今回、良好な視覚性記憶を利用するために、文章課題と視覚課題の両方を用いたが、文章課題は[文章のみ]、視覚課題は[文章+視覚]であり、後者はより記憶に有利な材料を含んでいると考える。
高原 世津子, 野間 俊一, 種村 留美, 上床 輝久, 種村 純.記憶障害例に対して残存する視覚記憶を利用したPQRST法の効果.高次脳機能研究 (旧 失語症研究).25号3号.2005
この論文で症例への介入について検討しています。
文章のみでPQRST法を用いた場合と写真のついたもので実施した場合で差があったようです。
ちなみに、この介入では、受傷後7か月半経過した症例で行っています。
そこで改善を認めているので非常に興味深いと思います。
記憶障害のリハビリテーションは
三村 將, 小松 伸一.記憶障害のリハビリテーションのあり方.高次脳機能研究 (旧 失語症研究).23巻3号.2003
(1)患者主体であること
(2)実現可能で明確であること
(3)達成までの期間が特定されること
(4)効果測定が可能であること
を念頭に置いて目標設定がなされるべきである。
健忘症患者では、間違えれば間違えるほど、その誤りを訂正できず(誤りに引きずられて)、正答に到達できなくなる。したがって、試行錯誤を繰り返しながら学習していく健常者とは異なり、効率的に新しい知識を獲得していくためには、可能な限り誤りを犯さないことが重要である。

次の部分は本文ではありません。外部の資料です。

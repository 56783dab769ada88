//! The per-model-kind adapter contract.
//!
//! A [`ContainerAdapter`] is the metadata source the storage layer consults
//! when persisting a container: the fixed schema, the primary-key identity
//! predicate, dynamic column typing, and the autoincrement pair. Adapters are
//! shared, hold no per-call state, and are safe to use concurrently for
//! different containers.
//!
//! The trait carries the default behaviors; model kinds without an
//! autoincrement column inherit the no-op write-back and the 0 read-back.

mod schema_adapter;

pub use schema_adapter::SchemaAdapter;

use std::fmt;
use std::sync::Arc;

use crate::container::{Container, ContainerError};
use crate::predicate::{Predicate, PredicateError};
use crate::schema::TableSchema;
use crate::value::ColumnType;

#[derive(Debug, Clone, PartialEq)]
pub enum AdapterError {
    /// A primary-key column has no value in the container; the caller handed
    /// us an under-populated row.
    MissingPrimaryKey { table: String, column: String },
    UnknownColumn { table: String, column: String },
    Container(ContainerError),
    Predicate(PredicateError),
}

impl fmt::Display for AdapterError {
    fn fmt(&self, f: &mut fmt::Formatter<'_>) -> fmt::Result {
        match self {
            AdapterError::MissingPrimaryKey { table, column } => {
                write!(
                    f,
                    "primary-key column {} on table {} has no value",
                    column, table
                )
            }
            AdapterError::UnknownColumn { table, column } => {
                write!(f, "unknown column {} on table {}", column, table)
            }
            AdapterError::Container(err) => write!(f, "{}", err),
            AdapterError::Predicate(err) => write!(f, "{}", err),
        }
    }
}

impl std::error::Error for AdapterError {}

impl From<ContainerError> for AdapterError {
    fn from(err: ContainerError) -> Self {
        AdapterError::Container(err)
    }
}

impl From<PredicateError> for AdapterError {
    fn from(err: PredicateError) -> Self {
        AdapterError::Predicate(err)
    }
}

/// Metadata contract between containers and storage for one model kind.
pub trait ContainerAdapter: Send + Sync {
    /// The fixed schema for this model kind.
    fn schema(&self) -> &Arc<TableSchema>;

    /// Build the predicate "every primary-key column equals its current value
    /// in this container". Fails fast when a required value is absent; a
    /// partial identity predicate is never built.
    fn primary_key_predicate(&self, container: &Container) -> Result<Predicate, AdapterError> {
        let schema = self.schema();
        let mut builder = Predicate::builder();
        for column in schema.primary_key_columns() {
            match container.get(&column.name)? {
                Some(value) => builder = builder.eq(column.name.as_str(), value),
                None => {
                    return Err(AdapterError::MissingPrimaryKey {
                        table: schema.table().to_string(),
                        column: column.name.clone(),
                    })
                }
            }
        }
        Ok(builder.build()?)
    }

    /// Declared type of a column, for callers coercing raw stored values
    /// without static knowledge of the container's shape. Unknown names are
    /// an error, never silently defaulted.
    fn column_type(&self, column: &str) -> Result<ColumnType, AdapterError> {
        self.schema()
            .column_type(column)
            .ok_or_else(|| AdapterError::UnknownColumn {
                table: self.schema().table().to_string(),
                column: column.to_string(),
            })
    }

    /// Store a generated id into the container's autoincrement column.
    /// Model kinds without one keep this default no-op.
    fn write_auto_increment_id(
        &self,
        _container: &Container,
        _id: i64,
    ) -> Result<(), AdapterError> {
        Ok(())
    }

    /// Current autoincrement value, or 0 when none is declared. "Not yet
    /// assigned" also reads as 0; this default does not distinguish the two.
    fn read_auto_increment_id(&self, _container: &Container) -> i64 {
        0
    }
}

三村 將, 小松 伸一.記憶障害のリハビリテーションのあり方.高次脳機能研究 (旧 失語症研究).23巻3号.2003
三村先生のこの論文では記憶障害のリハビリテーションについて書いてくれています。
誤りなし学習の必要性があることがわかります。
訓練課題の設定は『難しいけど頑張ったらできる』ぐらいのレベルで行うことが多いと思います。
頑張っても無理な課題をずっと続けても結局できませんし、簡単すぎても「なんでやらなあかんの?」ってなってしまいますので、頑張ったらできるところが重要だなと考えています。
ただ、ただ頑張ってもらうのではなく、こちらが課題の順番や目的とする課題の前に基礎的な練習を行うなどの配慮が必要だと思います。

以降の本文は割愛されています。